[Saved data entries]

'''

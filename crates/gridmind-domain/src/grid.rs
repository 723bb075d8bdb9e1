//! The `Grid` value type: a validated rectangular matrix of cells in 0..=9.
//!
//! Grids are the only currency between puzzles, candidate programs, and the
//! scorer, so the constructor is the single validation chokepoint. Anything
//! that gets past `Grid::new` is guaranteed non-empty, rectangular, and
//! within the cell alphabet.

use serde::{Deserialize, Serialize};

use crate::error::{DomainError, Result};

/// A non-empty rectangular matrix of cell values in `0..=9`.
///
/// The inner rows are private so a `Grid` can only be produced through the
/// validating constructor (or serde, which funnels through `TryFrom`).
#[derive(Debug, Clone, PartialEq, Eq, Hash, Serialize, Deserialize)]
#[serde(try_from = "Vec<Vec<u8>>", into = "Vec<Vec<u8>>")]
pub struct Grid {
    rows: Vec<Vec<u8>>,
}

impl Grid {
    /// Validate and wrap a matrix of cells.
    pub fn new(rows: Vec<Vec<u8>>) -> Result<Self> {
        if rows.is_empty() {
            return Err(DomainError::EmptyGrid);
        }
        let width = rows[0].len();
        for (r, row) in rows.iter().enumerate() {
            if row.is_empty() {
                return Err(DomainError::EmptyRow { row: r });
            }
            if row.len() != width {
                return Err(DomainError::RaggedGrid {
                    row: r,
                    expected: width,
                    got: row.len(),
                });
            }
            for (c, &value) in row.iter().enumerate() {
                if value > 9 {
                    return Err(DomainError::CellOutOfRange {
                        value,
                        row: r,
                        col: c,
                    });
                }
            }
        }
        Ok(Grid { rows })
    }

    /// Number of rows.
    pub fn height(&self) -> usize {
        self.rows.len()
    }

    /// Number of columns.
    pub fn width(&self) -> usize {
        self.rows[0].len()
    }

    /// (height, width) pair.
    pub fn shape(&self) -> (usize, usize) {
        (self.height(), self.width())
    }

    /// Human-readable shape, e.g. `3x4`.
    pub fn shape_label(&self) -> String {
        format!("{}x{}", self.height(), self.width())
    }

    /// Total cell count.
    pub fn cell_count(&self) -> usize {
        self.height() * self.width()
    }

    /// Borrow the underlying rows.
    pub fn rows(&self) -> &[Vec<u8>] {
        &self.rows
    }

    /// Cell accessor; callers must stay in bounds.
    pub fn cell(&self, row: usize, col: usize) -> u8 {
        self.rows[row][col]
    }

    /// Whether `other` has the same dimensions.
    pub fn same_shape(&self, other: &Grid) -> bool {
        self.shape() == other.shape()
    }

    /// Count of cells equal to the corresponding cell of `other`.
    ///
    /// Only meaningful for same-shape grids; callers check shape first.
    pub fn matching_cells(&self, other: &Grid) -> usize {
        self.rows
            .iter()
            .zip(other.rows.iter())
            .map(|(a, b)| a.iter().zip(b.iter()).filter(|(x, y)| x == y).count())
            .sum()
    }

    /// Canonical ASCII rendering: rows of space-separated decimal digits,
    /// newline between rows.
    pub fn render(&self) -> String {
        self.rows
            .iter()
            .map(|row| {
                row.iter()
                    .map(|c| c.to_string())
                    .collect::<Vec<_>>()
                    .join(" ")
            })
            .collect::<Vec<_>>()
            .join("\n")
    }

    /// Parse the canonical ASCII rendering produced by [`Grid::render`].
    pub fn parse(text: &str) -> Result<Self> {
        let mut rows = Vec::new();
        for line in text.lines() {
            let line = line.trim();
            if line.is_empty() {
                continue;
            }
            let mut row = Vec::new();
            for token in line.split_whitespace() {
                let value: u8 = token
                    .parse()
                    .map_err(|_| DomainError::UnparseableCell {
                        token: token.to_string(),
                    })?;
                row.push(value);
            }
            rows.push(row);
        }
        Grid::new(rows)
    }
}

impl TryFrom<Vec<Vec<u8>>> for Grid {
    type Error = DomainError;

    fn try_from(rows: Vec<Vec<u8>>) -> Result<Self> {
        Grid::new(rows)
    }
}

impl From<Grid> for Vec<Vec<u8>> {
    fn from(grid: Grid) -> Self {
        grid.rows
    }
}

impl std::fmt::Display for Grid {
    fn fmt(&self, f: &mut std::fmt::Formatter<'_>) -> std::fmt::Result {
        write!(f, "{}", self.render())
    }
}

'''

■ Problem to work on ■
Quote the records above from their first line through the line containing "programs, and the", both ends included.

■ Response below ■
filename crates/gridmind-domain/src/grid.rs
repository 723bb075d8bdb9e1
//! The `Grid` value type: a validated rectangular matrix of cells in 0..=9.
//!
//! Grids are the only currency between puzzles, candidate programs, and the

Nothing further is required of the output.